Desliguei o gravador e me calei por um bom tempo. Mercedes Celina
tinha 22 anos quando morreu, e para seu pai não há nenhuma dúvida de que
a água contaminada pelos agrotóxicos, utilizada no Engenho, foi a causa
desta e de milhares de outras mortes.
Talvez
sejam estas experiências pessoais que, aparentemente, endureçam estas
pessoas. Uma espécie de mecanismo de defesa para não continuar sofrendo,
para afastar a idéia do futuro ou, pensando bem, para continuar sonhando
com ele.
“Quando
a gente vê esta quantidade de mortos, quando diariamente te dizem que
faleceu teu amigo, teu companheiro de trabalho, teu vizinho, às vezes
ficamos um pouco fatalistas, aparentemente insensíveis. Passou a ser
algo normal e a gente pensa: hoje foi a vez dele e amanhã vai ser a
minha. Antes era diferente porque ninguém sabia o que estava
acontecendo. Tudo se mantinha em segredo e víamos as pessoas morrerem,
mas não sabíamos o por quê”, continuou contando Juan.
Mas o
ser humano às vezes sabe encontrar uma força até então desconhecida.
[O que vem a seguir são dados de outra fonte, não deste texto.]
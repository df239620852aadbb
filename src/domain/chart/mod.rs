//! Chart aggregate containing entities, services and value objects.

pub mod entities;
pub mod services;
pub mod value_objects;

pub use entities::*;
pub use services::*;
pub use value_objects::*;
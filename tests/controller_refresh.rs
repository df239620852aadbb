use crypto_chart_wasm::application::{
    ChartController, ChartSession, ChartStatus, RefreshOutcome, RefreshTrigger,
};
use crypto_chart_wasm::config::AppConfig;
use crypto_chart_wasm::domain::chart::{ChartFrame, ChartRenderer, ErrorOverlay, Severity};
use crypto_chart_wasm::domain::errors::{ChartError, ChartResult, NetworkError, RenderingError, ValidationError};
use crypto_chart_wasm::domain::logging::{FixedClock, init_time_provider};
use crypto_chart_wasm::domain::market_data::{
    CryptoAsset, PriceHistory, PricePoint, PriceRepository, SeriesId, Symbol, Timestamp, ViewWindow,
};
use futures::channel::oneshot;
use futures::executor::LocalPool;
use futures::future::RemoteHandle;
use futures::task::LocalSpawnExt;
use std::cell::RefCell;
use std::future::Future;
use std::rc::Rc;

const NOW: i64 = 1_700_000_000;
const BTC: SeriesId = SeriesId::new(1);
const ETH: SeriesId = SeriesId::new(2);

type Reply = Result<PriceHistory, NetworkError>;

fn assets() -> Vec<CryptoAsset> {
    vec![
        CryptoAsset { id: BTC, symbol: Symbol::from("BTC"), name: "Bitcoin".into() },
        CryptoAsset { id: ETH, symbol: Symbol::from("ETH"), name: "Ethereum".into() },
    ]
}

fn history(id: SeriesId, base: f64) -> PriceHistory {
    PriceHistory {
        id,
        symbol: Symbol::from("X"),
        name: "X".into(),
        points: (0..4)
            .map(|i| PricePoint::new(Timestamp::from_secs(NOW - (3 - i) * 600), base + i as f64))
            .collect(),
    }
}

/// Every history fetch parks until the test answers it by call index.
#[derive(Clone, Default)]
struct ScriptedRepository {
    calls: Rc<RefCell<Vec<(SeriesId, Option<oneshot::Sender<Reply>>)>>>,
}

impl ScriptedRepository {
    fn call_count(&self) -> usize {
        self.calls.borrow().len()
    }

    fn requested(&self, call: usize) -> SeriesId {
        self.calls.borrow()[call].0
    }

    fn answer(&self, call: usize, reply: Reply) {
        let sender = self.calls.borrow_mut()[call].1.take().expect("call answered twice");
        sender.send(reply).expect("fetch was dropped");
    }
}

impl PriceRepository for ScriptedRepository {
    async fn list_assets(&self) -> Result<Vec<CryptoAsset>, NetworkError> {
        Ok(assets())
    }

    async fn price_history(&self, id: SeriesId, _window: ViewWindow) -> Result<PriceHistory, NetworkError> {
        let (tx, rx) = oneshot::channel();
        self.calls.borrow_mut().push((id, Some(tx)));
        rx.await.unwrap_or_else(|_| Err(NetworkError::HttpRequestFailed("cancelled".into())))
    }
}

#[derive(Clone, Default)]
struct RecordingRenderer {
    frames: Rc<RefCell<Vec<(ChartFrame, Option<ErrorOverlay>)>>>,
}

impl RecordingRenderer {
    fn count(&self) -> usize {
        self.frames.borrow().len()
    }

    fn last(&self) -> (ChartFrame, Option<ErrorOverlay>) {
        self.frames.borrow().last().cloned().expect("nothing rendered")
    }
}

impl ChartRenderer for RecordingRenderer {
    fn render(&self, frame: &ChartFrame, overlay: Option<&ErrorOverlay>) -> Result<(), RenderingError> {
        self.frames.borrow_mut().push((frame.clone(), overlay.cloned()));
        Ok(())
    }
}

type TestSession = ChartSession<ScriptedRepository, RecordingRenderer>;

struct Harness {
    pool: LocalPool,
    repository: ScriptedRepository,
    renderer: RecordingRenderer,
    session: Rc<TestSession>,
}

impl Harness {
    fn new() -> Self {
        init_time_provider(Box::new(FixedClock(Timestamp::from_secs(NOW))));
        let repository = ScriptedRepository::default();
        let renderer = RecordingRenderer::default();
        let session = Rc::new(ChartSession::new(repository.clone(), renderer.clone(), AppConfig::default()));
        Self { pool: LocalPool::new(), repository, renderer, session }
    }

    fn spawn<F, Fut>(&mut self, operation: F) -> RemoteHandle<ChartResult<()>>
    where
        F: FnOnce(Rc<TestSession>) -> Fut,
        Fut: Future<Output = ChartResult<()>> + 'static,
    {
        let handle = self.pool.spawner().spawn_local_with_handle(operation(self.session.clone())).unwrap();
        self.pool.run_until_stalled();
        handle
    }

    fn settle(&mut self, handle: RemoteHandle<ChartResult<()>>) -> ChartResult<()> {
        self.pool.run_until(handle)
    }

    /// Load the asset list and answer the initial fetches with `replies`.
    fn load(&mut self, replies: Vec<Reply>) -> ChartResult<()> {
        let handle = self.spawn(|s| async move { s.load_series().await });
        let first = self.repository.call_count() - replies.len();
        for (offset, reply) in replies.into_iter().enumerate() {
            self.repository.answer(first + offset, reply);
        }
        self.settle(handle)
    }
}

fn last_prices(frame: &ChartFrame) -> Vec<Option<f64>> {
    frame.legend.iter().map(|entry| entry.last_price).collect()
}

#[test]
fn late_response_is_ignored_by_controller() {
    let mut controller = ChartController::new(ViewWindow::default());
    controller.register_assets(&assets());

    let first = controller.toggle_series(BTC).unwrap();
    let second = controller.toggle_series(ETH).unwrap();
    assert_eq!(first.selected, vec![BTC]);
    assert_eq!(second.selected, vec![BTC, ETH]);

    controller
        .apply(RefreshOutcome {
            sequence: second.sequence,
            window: second.window,
            results: vec![(BTC, Ok(history(BTC, 200.0))), (ETH, Ok(history(ETH, 20.0)))],
        })
        .unwrap();
    let late = controller.apply(RefreshOutcome {
        sequence: first.sequence,
        window: first.window,
        results: vec![(BTC, Ok(history(BTC, 100.0)))],
    });

    assert_eq!(late, Err(ChartError::StaleResponse { sequence: 1, latest: 2 }));
    let snapshot = controller.snapshot().unwrap();
    assert_eq!(snapshot.sequence, 2);
    assert_eq!(snapshot.series.len(), 2);
    assert_eq!(snapshot.series[0].points[0].price, 200.0);
    assert_eq!(controller.status(), &ChartStatus::Ready { sequence: 2 });
}

#[test]
fn outcome_arriving_before_newer_request_is_still_stale() {
    let mut controller = ChartController::new(ViewWindow::default());
    controller.register_assets(&assets());
    let first = controller.toggle_series(BTC).unwrap();
    controller.set_window_hours(6).unwrap();

    let result = controller.apply(RefreshOutcome {
        sequence: first.sequence,
        window: first.window,
        results: vec![(BTC, Ok(history(BTC, 1.0)))],
    });

    assert!(result.unwrap_err().is_stale());
    assert!(controller.snapshot().is_none());
    assert_eq!(controller.status(), &ChartStatus::Loading { sequence: 2 });
}

#[test]
fn session_loads_initial_selection() {
    let mut harness = Harness::new();

    let handle = harness.spawn(|s| async move { s.load_series().await });
    assert_eq!(harness.session.status(), ChartStatus::Loading { sequence: 1 });
    assert_eq!(harness.repository.call_count(), 2);
    assert_eq!(harness.renderer.count(), 0);

    harness.repository.answer(0, Ok(history(BTC, 100.0)));
    harness.repository.answer(1, Ok(history(ETH, 10.0)));
    assert_eq!(harness.settle(handle), Ok(()));

    let (frame, overlay) = harness.renderer.last();
    assert_eq!(frame.lines.len(), 2);
    assert_eq!(last_prices(&frame), vec![Some(103.0), Some(13.0)]);
    assert!(frame.trend.is_none());
    assert!(overlay.is_none());
    assert_eq!(harness.session.status(), ChartStatus::Ready { sequence: 1 });
}

#[test]
fn session_drops_superseded_response_without_redraw() {
    let mut harness = Harness::new();
    harness.load(vec![Ok(history(BTC, 100.0)), Ok(history(ETH, 10.0))]).unwrap();
    let rendered = harness.renderer.count();

    // #2 fetches BTC only, #3 fetches BTC and ETH again.
    let older = harness.spawn(|s| async move { s.toggle_series(ETH).await });
    let newer = harness.spawn(|s| async move { s.toggle_series(ETH).await });
    assert_eq!(harness.repository.call_count(), 5);
    assert_eq!(harness.repository.requested(2), BTC);
    assert_eq!(harness.repository.requested(3), BTC);
    assert_eq!(harness.repository.requested(4), ETH);

    harness.repository.answer(3, Ok(history(BTC, 300.0)));
    harness.repository.answer(4, Ok(history(ETH, 30.0)));
    assert_eq!(harness.settle(newer), Ok(()));
    assert_eq!(harness.renderer.count(), rendered + 1);

    harness.repository.answer(2, Ok(history(BTC, 999.0)));
    assert_eq!(harness.settle(older), Ok(()));

    assert_eq!(harness.renderer.count(), rendered + 1);
    let (frame, _) = harness.renderer.last();
    assert_eq!(last_prices(&frame), vec![Some(303.0), Some(33.0)]);
    assert_eq!(harness.session.status(), ChartStatus::Ready { sequence: 3 });
    assert_eq!(harness.session.controller().snapshot().unwrap().sequence, 3);
}

#[test]
fn partial_failure_keeps_successful_series() {
    let mut harness = Harness::new();

    let result = harness.load(vec![
        Ok(history(BTC, 100.0)),
        Err(NetworkError::HttpStatus { status: 500, status_text: "Internal Server Error".into() }),
    ]);

    assert_eq!(result, Ok(()));
    let (frame, overlay) = harness.renderer.last();
    assert_eq!(frame.lines.len(), 1);
    assert!(frame.trend.is_some());
    assert!(harness.session.trend_equation().is_some());
    let overlay = overlay.unwrap();
    assert_eq!(overlay.severity, Severity::Warning);
    assert_eq!(overlay.message, "No data for Ethereum");
    assert_eq!(overlay.series, vec![ETH]);
}

#[test]
fn total_failure_keeps_previous_chart() {
    let mut harness = Harness::new();
    harness.load(vec![Ok(history(BTC, 100.0)), Ok(history(ETH, 10.0))]).unwrap();

    let handle = harness.spawn(|s| async move { s.refresh(RefreshTrigger::Manual).await });
    harness.repository.answer(2, Err(NetworkError::HttpRequestFailed("offline".into())));
    harness.repository.answer(3, Err(NetworkError::HttpRequestFailed("offline".into())));
    let result = harness.settle(handle);

    let expected = ChartError::Network(NetworkError::AllRequestsFailed { failed: 2 });
    assert_eq!(result, Err(expected.clone()));
    assert_eq!(harness.session.status(), ChartStatus::Error { sequence: 2, error: expected });
    let (frame, overlay) = harness.renderer.last();
    assert_eq!(last_prices(&frame), vec![Some(103.0), Some(13.0)]);
    assert_eq!(overlay.map(|o| o.severity), Some(Severity::Error));
    assert_eq!(harness.session.controller().snapshot().unwrap().sequence, 1);

    harness.session.dismiss_error().unwrap();
    assert!(harness.renderer.last().1.is_none());
}

#[test]
fn emptying_the_selection_is_rejected_and_keeps_the_chart() {
    let mut harness = Harness::new();
    harness.load(vec![Ok(history(BTC, 100.0)), Ok(history(ETH, 10.0))]).unwrap();

    let handle = harness.spawn(|s| async move { s.toggle_series(BTC).await });
    harness.repository.answer(2, Ok(history(ETH, 11.0)));
    harness.settle(handle).unwrap();
    let calls = harness.repository.call_count();

    let handle = harness.spawn(|s| async move { s.toggle_series(ETH).await });
    let result = harness.settle(handle);

    assert_eq!(result, Err(ChartError::Validation(ValidationError::EmptySelection)));
    assert_eq!(harness.repository.call_count(), calls);
    let (frame, overlay) = harness.renderer.last();
    assert_eq!(frame.lines.len(), 1);
    assert_eq!(frame.lines[0].label, "Ethereum");
    assert_eq!(overlay.map(|o| o.severity), Some(Severity::Warning));
    assert_eq!(harness.session.controller().latest_sequence(), 2);
    assert_eq!(harness.session.controller().registry().selected_ids(), vec![ETH]);
}

#[test]
fn invalid_window_is_reported_and_ignored() {
    let mut harness = Harness::new();
    harness.load(vec![Ok(history(BTC, 100.0)), Ok(history(ETH, 10.0))]).unwrap();

    let handle = harness.spawn(|s| async move { s.set_window_hours(48).await });

    assert_eq!(
        harness.settle(handle),
        Err(ChartError::Validation(ValidationError::WindowOutOfRange(48)))
    );
    assert_eq!(harness.session.controller().window().hours(), 24);
    assert_eq!(harness.repository.call_count(), 2);
}
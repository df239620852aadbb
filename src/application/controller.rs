//! Refresh state machine.
//!
//! Every trigger bumps a monotonic sequence number and yields a
//! [`RefreshRequest`]. Outcomes are applied only while their sequence is
//! still the latest one issued, so an older response that resolves late can
//! never overwrite newer data.

use super::use_cases::{ChartFrameBuilder, FrameOptions};
use crate::domain::chart::{ChartConfig, ChartFrame, ErrorOverlay, SeriesRegistry, Severity};
use crate::domain::errors::{ChartError, ChartResult, NetworkError, ValidationError};
use crate::domain::logging::{LogComponent, get_logger};
use crate::domain::market_data::{CryptoAsset, PriceHistory, Series, SeriesId, Timestamp, ViewWindow};
use derive_more::Display;
use strum::{AsRefStr, EnumIter};

#[derive(Debug, Clone, Copy, PartialEq, Eq, Display, AsRefStr, EnumIter)]
pub enum RefreshTrigger {
    #[display(fmt = "selection changed")]
    SelectionChanged,
    #[display(fmt = "window changed")]
    WindowChanged,
    #[display(fmt = "manual refresh")]
    Manual,
    #[display(fmt = "timer")]
    Timer,
}

/// One refresh cycle: fetch `selected` over `window`.
#[derive(Debug, Clone, PartialEq)]
pub struct RefreshRequest {
    pub sequence: u64,
    pub selected: Vec<SeriesId>,
    pub window: ViewWindow,
    pub trigger: RefreshTrigger,
}

/// Joined results of every fetch issued for one request.
#[derive(Debug, Clone)]
pub struct RefreshOutcome {
    pub sequence: u64,
    pub window: ViewWindow,
    pub results: Vec<(SeriesId, Result<PriceHistory, NetworkError>)>,
}

#[derive(Debug, Clone, PartialEq, Display)]
pub enum ChartStatus {
    #[display(fmt = "Idle")]
    Idle,
    #[display(fmt = "Loading #{}", sequence)]
    Loading { sequence: u64 },
    #[display(fmt = "Ready #{}", sequence)]
    Ready { sequence: u64 },
    #[display(fmt = "Error #{}: {}", sequence, error)]
    Error { sequence: u64, error: ChartError },
}

/// Last successfully applied data set.
#[derive(Debug, Clone, PartialEq)]
pub struct Snapshot {
    pub sequence: u64,
    pub window: ViewWindow,
    pub series: Vec<Series>,
}

pub struct ChartController {
    registry: SeriesRegistry,
    window: ViewWindow,
    latest_sequence: u64,
    applied_sequence: Option<u64>,
    status: ChartStatus,
    snapshot: Option<Snapshot>,
    overlay: Option<ErrorOverlay>,
}

impl ChartController {
    pub fn new(window: ViewWindow) -> Self {
        Self {
            registry: SeriesRegistry::new(),
            window,
            latest_sequence: 0,
            applied_sequence: None,
            status: ChartStatus::Idle,
            snapshot: None,
            overlay: None,
        }
    }

    pub fn with_registry(registry: SeriesRegistry, window: ViewWindow) -> Self {
        Self { registry, ..Self::new(window) }
    }

    pub fn registry(&self) -> &SeriesRegistry {
        &self.registry
    }

    pub fn window(&self) -> ViewWindow {
        self.window
    }

    pub fn status(&self) -> &ChartStatus {
        &self.status
    }

    pub fn latest_sequence(&self) -> u64 {
        self.latest_sequence
    }

    pub fn snapshot(&self) -> Option<&Snapshot> {
        self.snapshot.as_ref()
    }

    pub fn overlay(&self) -> Option<&ErrorOverlay> {
        self.overlay.as_ref()
    }

    pub fn dismiss_error(&mut self) {
        self.overlay = None;
    }

    pub fn register_assets(&mut self, assets: &[CryptoAsset]) -> usize {
        let added = self.registry.register_assets(assets);
        get_logger().info(
            LogComponent::Application("ChartController"),
            &format!("📋 Registered {added} of {} assets", assets.len()),
        );
        added
    }

    /// Pre-select series without issuing a request.
    pub fn select_initial(&mut self, count: usize) {
        self.registry.select_first(count);
    }

    /// Flip one series and request data for the new selection.
    ///
    /// A change that would leave nothing selected is rejected and the
    /// previous selection stays in place.
    pub fn toggle_series(&mut self, id: SeriesId) -> ChartResult<RefreshRequest> {
        self.change_selection(|registry| registry.toggle(id).map(|_| ()))
    }

    pub fn select_all(&mut self) -> ChartResult<RefreshRequest> {
        self.change_selection(|registry| {
            registry.select_all();
            Ok(())
        })
    }

    pub fn deselect_all(&mut self) -> ChartResult<RefreshRequest> {
        self.change_selection(|registry| {
            registry.deselect_all();
            Ok(())
        })
    }

    pub fn toggle_all(&mut self) -> ChartResult<RefreshRequest> {
        self.change_selection(|registry| {
            registry.toggle_all();
            Ok(())
        })
    }

    /// Change the trailing window; out-of-range values leave it untouched.
    pub fn set_window_hours(&mut self, hours: i64) -> ChartResult<RefreshRequest> {
        let window = self.guard(|_| ViewWindow::new(hours))?;
        self.window = window;
        self.refresh(RefreshTrigger::WindowChanged)
    }

    /// Issue a new request for the current selection and window.
    pub fn refresh(&mut self, trigger: RefreshTrigger) -> ChartResult<RefreshRequest> {
        let selected = self.registry.selected_ids();
        if selected.is_empty() {
            self.guard(|_| Err::<(), _>(ValidationError::EmptySelection))?;
        }

        self.latest_sequence += 1;
        self.status = ChartStatus::Loading { sequence: self.latest_sequence };
        get_logger().debug(
            LogComponent::Application("ChartController"),
            &format!(
                "🔄 Request #{} ({trigger}): {} series over {}",
                self.latest_sequence,
                selected.len(),
                self.window
            ),
        );

        Ok(RefreshRequest { sequence: self.latest_sequence, selected, window: self.window, trigger })
    }

    /// Merge the results of a request into the controller.
    ///
    /// Superseded outcomes are dropped with [`ChartError::StaleResponse`] and
    /// leave every piece of state untouched. When every fetch failed the
    /// previous snapshot stays in place.
    pub fn apply(&mut self, outcome: RefreshOutcome) -> ChartResult<()> {
        if outcome.sequence != self.latest_sequence || self.applied_sequence == Some(outcome.sequence) {
            get_logger().debug(
                LogComponent::Application("ChartController"),
                &format!("⏭️ Dropping stale response #{} (latest #{})", outcome.sequence, self.latest_sequence),
            );
            return Err(ChartError::StaleResponse { sequence: outcome.sequence, latest: self.latest_sequence });
        }
        self.applied_sequence = Some(outcome.sequence);

        let mut series = Vec::new();
        let mut failed = Vec::new();
        for (id, result) in outcome.results {
            match result {
                Ok(history) => match self.to_series(id, history) {
                    Some(s) => series.push(s),
                    None => get_logger().warn(
                        LogComponent::Application("ChartController"),
                        &format!("Ignoring data for unregistered series {id}"),
                    ),
                },
                Err(error) => {
                    get_logger().warn(
                        LogComponent::Application("ChartController"),
                        &format!("⚠️ Series {id} failed: {error}"),
                    );
                    failed.push((id, error));
                }
            }
        }

        if series.is_empty() && !failed.is_empty() {
            let error = ChartError::from(NetworkError::AllRequestsFailed { failed: failed.len() });
            get_logger().error(
                LogComponent::Application("ChartController"),
                &format!("❌ Request #{} failed: {error}", outcome.sequence),
            );
            self.overlay = Some(ErrorOverlay {
                severity: Severity::Error,
                message: match failed.as_slice() {
                    [(_, only)] => format!("Could not load prices: {only}"),
                    _ => format!("Could not load prices for {} series", failed.len()),
                },
                series: failed.iter().map(|(id, _)| *id).collect(),
            });
            self.status = ChartStatus::Error { sequence: outcome.sequence, error: error.clone() };
            return Err(error);
        }

        self.overlay = (!failed.is_empty()).then(|| ErrorOverlay {
            severity: Severity::Warning,
            message: format!(
                "No data for {}",
                failed
                    .iter()
                    .map(|(id, _)| self.label_of(*id))
                    .collect::<Vec<_>>()
                    .join(", ")
            ),
            series: failed.iter().map(|(id, _)| *id).collect(),
        });
        get_logger().info(
            LogComponent::Application("ChartController"),
            &format!("✅ Applied #{}: {} series, {} failed", outcome.sequence, series.len(), failed.len()),
        );
        self.snapshot = Some(Snapshot { sequence: outcome.sequence, window: outcome.window, series });
        self.status = ChartStatus::Ready { sequence: outcome.sequence };
        Ok(())
    }

    /// Series from the last snapshot that are still selected.
    pub fn visible_series(&self) -> Vec<&Series> {
        self.snapshot
            .iter()
            .flat_map(|snapshot| snapshot.series.iter())
            .filter(|s| self.registry.is_selected(s.id))
            .collect()
    }

    /// Geometry for the last good snapshot trimmed to the current window.
    pub fn frame(&self, config: &ChartConfig, now: Timestamp, options: &FrameOptions) -> ChartFrame {
        ChartFrameBuilder::build(self.visible_series(), self.window, now, config, options)
    }

    fn to_series(&self, id: SeriesId, history: PriceHistory) -> Option<Series> {
        let known = self.registry.get(id)?;
        Some(Series::new(id, known.label.clone(), known.color, history.points))
    }

    fn label_of(&self, id: SeriesId) -> String {
        self.registry.get(id).map(|s| s.label.clone()).unwrap_or_else(|| id.to_string())
    }

    /// Apply a selection change to a copy of the registry and commit it only
    /// when at least one series remains selected.
    fn change_selection(
        &mut self,
        change: impl FnOnce(&mut SeriesRegistry) -> Result<(), ValidationError>,
    ) -> ChartResult<RefreshRequest> {
        let registry = self.guard(|this| {
            let mut next = this.registry.clone();
            change(&mut next)?;
            if next.selection_count() == 0 {
                return Err(ValidationError::EmptySelection);
            }
            Ok(next)
        })?;
        self.registry = registry;
        self.refresh(RefreshTrigger::SelectionChanged)
    }

    /// Run a validation step; failures are shown in the overlay and returned.
    fn guard<T>(&mut self, step: impl FnOnce(&mut Self) -> Result<T, ValidationError>) -> ChartResult<T> {
        step(self).map_err(|error| {
            get_logger().warn(LogComponent::Application("ChartController"), &format!("Rejected: {error}"));
            self.overlay = Some(ErrorOverlay {
                severity: Severity::Warning,
                message: error.to_string(),
                series: match error {
                    ValidationError::UnknownSeries(id) => vec![id],
                    _ => Vec::new(),
                },
            });
            ChartError::from(error)
        })
    }
}

#[cfg(test)]
mod tests {
    use super::*;
    use crate::domain::market_data::{PricePoint, Symbol};

    fn controller() -> ChartController {
        let mut controller = ChartController::new(ViewWindow::default());
        controller.register_assets(&[
            CryptoAsset { id: SeriesId::new(1), symbol: Symbol::from("BTC"), name: "Bitcoin".into() },
            CryptoAsset { id: SeriesId::new(2), symbol: Symbol::from("ETH"), name: "Ethereum".into() },
        ]);
        controller
    }

    fn history(id: u32) -> PriceHistory {
        PriceHistory {
            id: SeriesId::new(id),
            symbol: Symbol::from("X"),
            name: "X".into(),
            points: vec![PricePoint::new(Timestamp::from_secs(100), 1.0)],
        }
    }

    #[test]
    fn empty_selection_does_not_consume_a_sequence() {
        let mut controller = controller();
        let err = controller.refresh(RefreshTrigger::Manual).unwrap_err();
        assert_eq!(err, ChartError::Validation(ValidationError::EmptySelection));
        assert_eq!(controller.latest_sequence(), 0);
        assert_eq!(controller.status(), &ChartStatus::Idle);
        assert!(controller.overlay().is_some());
    }

    #[test]
    fn emptying_the_selection_keeps_the_chart() {
        let mut controller = controller();
        let request = controller.toggle_series(SeriesId::new(1)).unwrap();
        controller
            .apply(RefreshOutcome {
                sequence: request.sequence,
                window: request.window,
                results: vec![(SeriesId::new(1), Ok(history(1)))],
            })
            .unwrap();

        let err = controller.deselect_all().unwrap_err();

        assert_eq!(err, ChartError::Validation(ValidationError::EmptySelection));
        assert_eq!(controller.registry().selected_ids(), vec![SeriesId::new(1)]);
        assert_eq!(controller.visible_series().len(), 1);
        assert_eq!(controller.latest_sequence(), 1);
        assert_eq!(controller.status(), &ChartStatus::Ready { sequence: 1 });
        assert!(controller.toggle_series(SeriesId::new(1)).is_err());
        assert_eq!(controller.registry().selection_count(), 1);
    }

    #[test]
    fn same_outcome_is_applied_once() {
        let mut controller = controller();
        let request = controller.toggle_series(SeriesId::new(1)).unwrap();
        let outcome = RefreshOutcome {
            sequence: request.sequence,
            window: request.window,
            results: vec![(SeriesId::new(1), Ok(history(1)))],
        };
        controller.apply(outcome.clone()).unwrap();
        assert!(controller.apply(outcome).unwrap_err().is_stale());
    }

    #[test]
    fn invalid_window_keeps_previous_value() {
        let mut controller = controller();
        controller.toggle_series(SeriesId::new(2)).unwrap();
        assert!(controller.set_window_hours(0).is_err());
        assert_eq!(controller.window().hours(), 24);
        assert_eq!(controller.latest_sequence(), 1);
    }
}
Diante das dificuldades e do fato de não ter nada a perder, se desata a
reação do desespero. E parece ser essa a força que nestes dias estão
demonstrando os ex-trabalhadores açucareiros da ANAIRC.
“Como
dizemos nós: já estamos marcados. Algum dia vamos morrer, mas isto não
significa que vamos deixar de lutar por nossos direitos, e por algo que
nos deve o Grupo Pellas, que é a nossa indenização.
O que
mais nos resta? –se perguntou Juan-. Estamos arriscando tudo,
porque as condições em que estamos vivendo no acampamento são difíceis,
ainda que a ajuda enviada pela UITA e pela Associação
Itália-Nicarágua garanta que tenhamos a alimentação assegurada.
Daqui não vamos nos mover até ter uma resposta e estamos dispostos a
chegar até as últimas conseqüências”, concluiu me olhando nos olhos.